The perpetrator’s aim is to intimidate and cause fear. If someone in your family or an intimate partner is acting in this way, regardless of scale, this is physical abuse. Assaults often start small, maybe a small shove during an argument, or forcefully grabbing your wrist, but over time usually become more frequent and more severe. It may be preceded by other abusive behaviours, such as verbal or emotional abuse.
If someone is experiencing physical abuse It’s essential that you seek help from a number of services that provide support.
If you are fearful or believe your life is in danger, it’s important you contact the police immediately.
It’s better to take action before harm occurs, being able to recognise the signs and understanding the information about what abuse is, means we are aware of what can be done to seek help.

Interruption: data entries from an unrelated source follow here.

//! # pairwatch
//!
//! A terminal dashboard for price monitors on trading pairs.
//!
//! Each monitor pairs a registered trigger price with the latest market
//! quotes for a symbol. pairwatch fetches the monitor list from a backend
//! (or a JSON file), derives the distance between the current and the
//! monitor price, and shows the result in a sortable, auto-refreshing table
//! with long/short summary counts.
//!
//! ## Architecture
//!
//! ```text
//! ┌─────────────────────────────────────────────────────────────┐
//! │                        Application                          │
//! │  ┌─────────┐    ┌──────────┐    ┌─────────┐    ┌─────────┐ │
//! │  │  app    │───▶│   data   │───▶│   ui    │───▶│ Terminal│ │
//! │  │ (state) │    │(view model)   │(rendering)   │         │ │
//! │  └────┬────┘    └──────────┘    └─────────┘    └─────────┘ │
//! │       │                                                     │
//! │       ▼                                                     │
//! │  ┌─────────┐                                                │
//! │  │ source  │◀── HttpSource | FileSource | ChannelSource     │
//! │  │ (input) │                                                │
//! │  └─────────┘                                                │
//! └─────────────────────────────────────────────────────────────┘
//! ```
//!
//! - **[`app`]**: Application state, selection, sorting and prefix editing
//! - **[`source`]**: Data source abstraction ([`DataSource`] trait) with implementations
//!   for the HTTP backend, file polling and channel-based input
//! - **[`data`]**: Records and the table view model: derived fields, ordering and
//!   summary counts
//! - **[`ui`]**: Terminal rendering using ratatui
//!
//! ## Usage
//!
//! ### As a CLI tool
//!
//! ```bash
//! # Watch the backend
//! pairwatch --endpoint http://127.0.0.1:8888
//!
//! # Only pairs starting with BTC, largest distance first
//! pairwatch --prefix BTC --sort priceDiff --descending
//!
//! # Watch a JSON file in the backend's response format
//! pairwatch --file monitors.json
//! ```
//!
//! ### As a library with the view model
//!
//! ```
//! use pairwatch::{derive_rows, sort_rows, Direction, MonitorRecord, SortDirective, SortField, SortDirection};
//!
//! let records = vec![
//!     MonitorRecord::new("BTCUSD", Direction::Long, 100.0, 110.0),
//!     MonitorRecord::new("ETHUSD", Direction::Short, 50.0, 50.0),
//! ];
//! let sort = SortDirective::new(SortField::PriceDiff, SortDirection::Descending);
//! let rows = sort_rows(&derive_rows(&records), Some(&sort));
//! assert_eq!(rows[0].record.pair, "BTCUSD");
//! assert_eq!(rows[0].price_diff_percent, 10.0);
//! ```
//!
//! ### As a library with the HTTP backend
//!
//! ```no_run
//! use std::time::Duration;
//! use pairwatch::{App, HttpSource, MonitorClient, SortDirective};
//!
//! # tokio_test::block_on(async {
//! let client = MonitorClient::new("http://127.0.0.1:8888", Duration::from_secs(10)).unwrap();
//! let source = HttpSource::spawn(client, "*", Duration::from_secs(5));
//! let app = App::new(Box::new(source), SortDirective::default());
//! # });
//! ```
//!
//! ### As a library with channel source
//!
//! ```
//! use pairwatch::{App, ChannelSource, SortDirective};
//!
//! // Create a channel for pushing record sets
//! let (tx, source) = ChannelSource::create("embedded");
//!
//! let app = App::new(Box::new(source), SortDirective::default());
//! ```

pub mod app;
pub mod config;
pub mod data;
pub mod error;
pub mod events;
pub mod export;
pub mod logging;
pub mod source;
pub mod ui;

// Re-export main types for convenience
pub use app::App;
pub use config::Settings;
pub use data::{
    compute_aggregates, compute_derived_fields, derive_rows, sort_rows, AggregateStats,
    DerivedRow, Direction, MonitorRecord, SortDirection, SortDirective, SortField,
};
pub use error::SourceError;
pub use source::{ChannelSource, DataSource, FileSource, HttpSource, MonitorClient};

If you’re worried that a member of your family or friend is being abused, let them know you’ve noticed something is wrong.
Family members, friends, colleagues, neighbours and community members can be a life-line for those who are living with domestic abuse.
If someone confides in you that they’re suffering domestic abuse:
• Listen to them and reassure them that they are not to blame
• Acknowledge their courage, it takes strength to talk to someone about experiencing abuse
• Give them time and allow them to talk at their own pace, and don’t try to persuade them to talk if they don’t want to
• Acknowledge that they’re in a frightening and difficult situation but reassure them that you are supporting them
• Make sure to tell them that nobody deserves to be threatened or beaten, despite what the abuser has said
• Be there to support them as a friend, encourage them to express their feelings. Respect them to make their own decisions
• Don’t tell them to leave the relationship if they’re not ready, that’s their decision to make in their own time
• Ask them if they have suffered physical harm and if so, offer to go with them to the hospital or GP and help them report the assault to the police if they choose to
• be ready to provide information on organisations that offer help for people experiencing domestic abuse.
“Some people may not be ready to talk and open up about an abusive relationship, but try to find quiet times in safe places, they can talk and confide in you when they choose to and when they are ready.”